-- Problem statement --
Check every line below for the string "ignoring". Copy the ones that have it.

--- Data under study ---

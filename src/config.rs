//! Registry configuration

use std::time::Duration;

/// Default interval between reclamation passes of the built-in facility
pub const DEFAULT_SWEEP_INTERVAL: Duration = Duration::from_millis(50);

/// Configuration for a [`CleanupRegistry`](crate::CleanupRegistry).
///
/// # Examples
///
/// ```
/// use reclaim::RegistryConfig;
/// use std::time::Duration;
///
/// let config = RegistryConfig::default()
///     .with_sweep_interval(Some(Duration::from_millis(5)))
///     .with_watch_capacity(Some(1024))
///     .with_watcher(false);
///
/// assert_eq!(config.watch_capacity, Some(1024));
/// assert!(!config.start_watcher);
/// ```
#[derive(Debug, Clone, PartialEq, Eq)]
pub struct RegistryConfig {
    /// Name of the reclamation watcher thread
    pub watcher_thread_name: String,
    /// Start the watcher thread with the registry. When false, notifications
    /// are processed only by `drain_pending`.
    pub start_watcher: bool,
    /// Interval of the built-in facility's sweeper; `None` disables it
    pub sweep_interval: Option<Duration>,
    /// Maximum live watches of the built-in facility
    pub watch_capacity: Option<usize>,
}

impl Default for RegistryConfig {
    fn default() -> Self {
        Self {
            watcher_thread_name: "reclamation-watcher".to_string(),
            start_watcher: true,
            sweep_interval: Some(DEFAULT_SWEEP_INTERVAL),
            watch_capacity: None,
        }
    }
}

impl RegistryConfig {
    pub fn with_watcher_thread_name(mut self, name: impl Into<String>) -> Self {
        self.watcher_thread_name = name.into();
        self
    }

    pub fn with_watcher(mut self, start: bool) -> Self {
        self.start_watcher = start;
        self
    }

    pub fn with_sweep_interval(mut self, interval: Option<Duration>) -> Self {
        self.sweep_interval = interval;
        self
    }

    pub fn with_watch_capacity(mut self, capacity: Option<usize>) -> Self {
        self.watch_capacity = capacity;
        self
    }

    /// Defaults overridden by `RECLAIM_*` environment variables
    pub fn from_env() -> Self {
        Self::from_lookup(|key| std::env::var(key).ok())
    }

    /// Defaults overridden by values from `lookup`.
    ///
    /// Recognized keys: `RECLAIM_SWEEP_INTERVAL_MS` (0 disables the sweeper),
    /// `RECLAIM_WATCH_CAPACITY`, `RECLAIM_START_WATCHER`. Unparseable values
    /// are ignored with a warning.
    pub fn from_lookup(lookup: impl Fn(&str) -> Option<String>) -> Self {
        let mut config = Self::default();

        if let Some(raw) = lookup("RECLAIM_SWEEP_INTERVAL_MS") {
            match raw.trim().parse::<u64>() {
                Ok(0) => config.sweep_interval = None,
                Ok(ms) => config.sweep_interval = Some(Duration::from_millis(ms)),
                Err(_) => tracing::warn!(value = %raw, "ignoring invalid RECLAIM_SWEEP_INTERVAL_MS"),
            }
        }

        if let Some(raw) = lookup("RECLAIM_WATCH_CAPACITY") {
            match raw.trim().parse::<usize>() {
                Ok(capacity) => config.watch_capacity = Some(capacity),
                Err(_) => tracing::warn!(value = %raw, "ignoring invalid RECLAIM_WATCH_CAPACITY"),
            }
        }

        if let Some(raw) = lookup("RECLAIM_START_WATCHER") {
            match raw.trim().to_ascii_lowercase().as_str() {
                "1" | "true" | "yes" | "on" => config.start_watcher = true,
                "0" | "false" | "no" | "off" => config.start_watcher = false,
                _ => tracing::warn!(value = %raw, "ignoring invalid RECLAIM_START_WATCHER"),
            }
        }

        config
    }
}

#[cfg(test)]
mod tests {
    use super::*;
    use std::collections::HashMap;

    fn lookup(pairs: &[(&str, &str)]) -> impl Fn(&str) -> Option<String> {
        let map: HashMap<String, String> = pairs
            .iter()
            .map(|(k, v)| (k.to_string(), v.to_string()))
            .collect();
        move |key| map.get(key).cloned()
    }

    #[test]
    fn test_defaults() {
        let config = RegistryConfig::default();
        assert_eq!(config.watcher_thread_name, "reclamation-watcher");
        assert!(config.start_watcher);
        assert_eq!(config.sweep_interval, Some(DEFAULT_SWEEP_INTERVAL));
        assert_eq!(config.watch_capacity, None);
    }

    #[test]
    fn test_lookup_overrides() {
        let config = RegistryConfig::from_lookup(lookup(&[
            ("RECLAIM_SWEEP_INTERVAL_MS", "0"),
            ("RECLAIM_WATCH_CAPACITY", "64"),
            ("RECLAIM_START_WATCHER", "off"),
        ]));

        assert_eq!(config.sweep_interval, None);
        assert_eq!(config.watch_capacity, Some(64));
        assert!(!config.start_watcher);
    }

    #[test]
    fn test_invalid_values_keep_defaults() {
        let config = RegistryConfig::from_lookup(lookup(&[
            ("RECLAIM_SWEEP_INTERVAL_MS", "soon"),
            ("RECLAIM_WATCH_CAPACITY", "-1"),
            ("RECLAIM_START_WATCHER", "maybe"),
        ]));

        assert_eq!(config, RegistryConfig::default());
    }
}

---

-- Problem solution --
                Err(_) => tracing::warn!(value = %raw, "ignoring invalid RECLAIM_SWEEP_INTERVAL_MS"),
                Err(_) => tracing::warn!(value = %raw, "ignoring invalid RECLAIM_WATCH_CAPACITY"),
                _ => tracing::warn!(value = %raw, "ignoring invalid RECLAIM_START_WATCHER"),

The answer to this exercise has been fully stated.